Sunday, February 12, 2012

Greed is good!


Saturday mornings, I love them! Yoga, coffee, and books. After my yoga class in a church, coffee in one of the parks, I get to go to the library and spend the rest of my morning browsing around in books, books, and more books. I don’t have any particular pattern for browsing, just that I usually start with something in the back of my mind, something I had read about, or something I want to learn about, but most times I let the books call to me. This morning it was about juncos. Every January, these little black and white birds show up on my deck, first thing each morning, even before I get out of bed, to look for any leftover bits of bread that I might have thrown out the previous day. They’re the cutest little birds (more about them another time) and I slowly started learning bits and pieces about them. Today I thought I’d read up on them specifically.


So I planted myself in front of the bird shelf in my local library, and browsed through book after book about birds, birding, bird watching, bird feeding, bird finding, and anything else about birds that anyone could think of writing a book about. Some National Geographic books with glorious colored photos, some Audubon Society books with illustrations and drawings, and some bird storybooks with more words than pictures. And I sucked them all up, greedily. I came home carrying a stack of books that I almost toppled under – twice.


I never would have considered myself greedy, but as I was toting my pile of books home from the library, the word popped into my head, and I pictured a tiny squirrel grabbing nuts with both its paws even though it already had both its cheeks bulging enormously from previous finds. I looked up the word Greed in the dictionary, and it refers to an excessive desire to possess wealth, goods, or abstract things of value with the intention to keep it to oneself. So what is it about my love of books that feels greedy? I love seeing piles of books next to my bed, all waiting to be read. Reading, or even looking forward to reading, the first page of a new book, is an anticipatory pleasure above anything else I can think of. Sometimes I don’t/can’t finish what I start – the pleasure of anticipation is sometimes more than reading itself, and I don’t have the time to read all the books I want to. But I’ve read so many books that have brought me so much wealth – a wealth of ideas, a wealth of knowledge, art, culture, taste, societies, peoples, nature, and of course birds. And the more I read, the more I want to read. If this is not greed, what is it?
But greed has a negative connotation – insinuating sin. How is it that I don’t feel sinful when I read?
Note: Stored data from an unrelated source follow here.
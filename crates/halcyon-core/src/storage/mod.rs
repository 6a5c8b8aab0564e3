mod config;
pub mod database;
pub mod store;

pub use config::{Config, PredictionConfig, ToastConfig};
pub use database::Database;
pub use store::{
    MemoryStore, SnapshotStore, SqliteStore, BIOMETRIC_PROMPT_FLAG_KEY, PREDICTION_STATE_KEY,
};

use std::path::PathBuf;

/// Returns `~/.config/halcyon[-dev]/` based on HALCYON_ENV.
///
/// Set HALCYON_ENV=dev to use a development data directory.
///
/// # Errors
/// Returns an error if the home directory cannot be determined or if
/// creating the config directory fails.
pub fn data_dir() -> Result<PathBuf, Box<dyn std::error::Error>> {
    let base_dir = dirs::home_dir()
        .unwrap_or_else(|| PathBuf::from("."))
        .join(".config");

    let env = std::env::var("HALCYON_ENV").unwrap_or_else(|_| "production".to_string());

    let dir = if env == "dev" {
        base_dir.join("halcyon-dev")
    } else {
        base_dir.join("halcyon")
    };

    std::fs::create_dir_all(&dir)?;
    Ok(dir)
}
Even at its height, the voracious gulping and swallowing of any written word that comes my way doesn’t feel sinful. Is it because greed is not necessarily always sinful, but only when it is referred to something inappropriate? Or is greed not the right word for my love of books and reading? If I flip it to a positive word, the word god comes to mind. Is it a coincidence that they begin and end with the same letters? Probably. What are words, if they don’t prompt a feeling? Maybe the feeling I feel when I read is more godly than greedy, even if it was only about grey colored birds? So it can't be too far from the truth that if books are my god, then the library is my temple. And Saturday, my Sabbath.

Thursday, February 2, 2012

Rays of Healing with Reiki


I had a Reiki session with someone my Yoga teacher recommended recently. I didn't know what to expect, and I didn't want to read up about it, so I just went, and figured I'd take in whatever comes my way.
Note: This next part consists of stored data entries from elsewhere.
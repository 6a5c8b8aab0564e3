use clap::Subcommand;
use halcyon_core::{now_ms, Config, Event, ToastKind, ToastPhase, ToastQueue, ToastRequest};

#[derive(Subcommand)]
pub enum ToastAction {
    /// Feed messages through the queue in real time, printing transitions
    Preview {
        /// Messages to enqueue; defaults to a demonstration set
        messages: Vec<String>,
        /// Kind applied to every message (info, warning, error, success)
        #[arg(long, default_value = "info")]
        kind: String,
        /// Display duration override in milliseconds
        #[arg(long)]
        duration: Option<u64>,
    },
}

fn parse_kind(s: &str) -> ToastKind {
    match s {
        "warning" => ToastKind::Warning,
        "error" => ToastKind::Error,
        "success" => ToastKind::Success,
        _ => ToastKind::Info,
    }
}

fn print_event(event: &Event) {
    if let Ok(line) = serde_json::to_string(event) {
        println!("{line}");
    }
}

pub fn run(action: ToastAction) -> Result<(), Box<dyn std::error::Error>> {
    match action {
        ToastAction::Preview {
            messages,
            kind,
            duration,
        } => {
            let config = Config::load()?;
            let mut queue = ToastQueue::new(config.toast.clone());
            let kind = parse_kind(&kind);

            let messages = if messages.is_empty() {
                vec![
                    "Entry saved".to_string(),
                    "Your breathing session is ready whenever you are -- take it slow today"
                        .to_string(),
                ]
            } else {
                messages
            };

            for message in messages {
                let mut request = ToastRequest::new(message).with_kind(kind);
                if let Some(ms) = duration {
                    request = request.with_duration_ms(ms);
                }
                print_event(&queue.show(request, now_ms()));
            }

            while queue.phase() != ToastPhase::Idle {
                std::thread::sleep(std::time::Duration::from_millis(25));
                for event in queue.tick(now_ms()) {
                    print_event(&event);
                }
            }
            Ok(())
        }
    }
}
It was a small cozy room, a rented office space in a gym, and she was a petite blonde woman, and those were my first impressions. She introduced herself as Jodi Hutchinson, a certified PA, but her passion is in ancient healing traditions like Reiki, Ayurveda, acupressure, etc. The energy healing session I requested for was Reiki, so all healing was meant to be entirely hands-off. I was curious how this would even work.
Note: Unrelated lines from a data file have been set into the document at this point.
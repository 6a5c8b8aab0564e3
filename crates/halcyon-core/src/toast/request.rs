use serde::{Deserialize, Serialize};
use uuid::Uuid;

use crate::storage::ToastConfig;

#[derive(Debug, Clone, Copy, PartialEq, Eq, Default, Serialize, Deserialize)]
#[serde(rename_all = "lowercase")]
pub enum ToastKind {
    #[default]
    Info,
    Warning,
    Error,
    Success,
}

/// A single transient message. Immutable once enqueued.
#[derive(Debug, Clone, Serialize, Deserialize)]
pub struct ToastRequest {
    pub id: Uuid,
    pub message: String,
    #[serde(default)]
    pub kind: ToastKind,
    /// Caller-requested display time; derived from length when absent.
    #[serde(default)]
    pub duration_ms: Option<u64>,
}

impl ToastRequest {
    pub fn new(message: impl Into<String>) -> Self {
        Self {
            id: Uuid::new_v4(),
            message: message.into(),
            kind: ToastKind::Info,
            duration_ms: None,
        }
    }

    pub fn with_kind(mut self, kind: ToastKind) -> Self {
        self.kind = kind;
        self
    }

    pub fn with_duration_ms(mut self, ms: u64) -> Self {
        self.duration_ms = Some(ms);
        self
    }

    /// Display time for this toast.
    ///
    /// A caller-requested duration is used as given. Otherwise the
    /// duration grows with message length past the short-message
    /// threshold, clamped to the configured bounds, so long messages stay
    /// legible without the caller computing timing.
    pub fn display_duration_ms(&self, config: &ToastConfig) -> u64 {
        if let Some(ms) = self.duration_ms {
            return ms;
        }
        let chars = self.message.chars().count() as u64;
        let extra = chars
            .saturating_sub(config.short_threshold_chars)
            .saturating_mul(config.per_char_ms);
        config
            .base_ms
            .saturating_add(extra)
            .min(config.max_ms)
            .max(config.min_ms)
    }
}

#[cfg(test)]
mod tests {
    use super::*;

    #[test]
    fn short_message_gets_base_duration() {
        let config = ToastConfig::default();
        let toast = ToastRequest::new("Saved");
        assert_eq!(toast.display_duration_ms(&config), config.base_ms);
    }

    #[test]
    fn threshold_is_inclusive() {
        let config = ToastConfig::default();
        let at = ToastRequest::new("x".repeat(config.short_threshold_chars as usize));
        assert_eq!(at.display_duration_ms(&config), config.base_ms);
        let over = ToastRequest::new("x".repeat(config.short_threshold_chars as usize + 1));
        assert_eq!(
            over.display_duration_ms(&config),
            config.base_ms + config.per_char_ms
        );
    }

    #[test]
    fn long_message_gets_materially_more_time() {
        let config = ToastConfig::default();
        let toast = ToastRequest::new("x".repeat(70));
        let d = toast.display_duration_ms(&config);
        assert_eq!(d, config.base_ms + 30 * config.per_char_ms);
        assert!(d >= config.base_ms + 1_500);
    }

    #[test]
    fn derived_duration_is_capped() {
        let config = ToastConfig::default();
        let toast = ToastRequest::new("x".repeat(10_000));
        assert_eq!(toast.display_duration_ms(&config), config.max_ms);
    }

    #[test]
    fn requested_duration_wins() {
        let config = ToastConfig::default();
        let toast = ToastRequest::new("x".repeat(10_000)).with_duration_ms(1_000);
        assert_eq!(toast.display_duration_ms(&config), 1_000);
    }

    #[test]
    fn length_counts_chars_not_bytes() {
        let config = ToastConfig::default();
        // 10 multibyte chars, well under the threshold.
        let toast = ToastRequest::new("ねむいですねおやすみなさい".chars().take(10).collect::<String>());
        assert_eq!(toast.display_duration_ms(&config), config.base_ms);
    }
}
We started off talking about how I came to her, and then about a few things that bothered me (bald spots, neck pain, work) but it seemed like there was another conversation going on beneath the surface that we weren't verbalizing. Once we started talking, tears started leaking out of my eyes and I didn't even know why. I had no pre-conceived topics of conversation - I just went with what was coming from within me. Mostly about the unsatisfactoriness of my work, and any direction past this job. So I was really surprised, when Jodi said at the end of the session, that I was releasing a lot of old, pent up sadness. I hadn't said anything to her about my unhappiness, but when she mentioned it, something touched a nerve, or my emotional faucet, and it came out in more tears. It seemed like even the conversation we were verbalizing wasn't anything concrete, and in fact that was the case with Reiki itself - I couldn't put my finger on anything. For an hour or more, Jodi was guiding me through a healing session that felt meditative, as if I was in a half-trance. Even though I found it hard to understand what was going on around me, I could feel something deep within me. I guess that's what was getting released as tears. It felt like I was cocooned in a nest of protective energy.

Besides the tears, what I felt during the session was a tingly feeling in certain parts of my body - in my feet, my arms, my chest, and my forehead. Later Jodi explained this was the energy moving! I also felt heaviness sometimes, chilly, lightness... I was pleased when she said that my body absorbed the energy work she was doing without any blocks. The one block that she said she couldn't dissolve all the way was the tight knot in my neck, but for me, as soon as I got off the table, I felt the neck pain was gone! That was one tangible thing I could take away with me.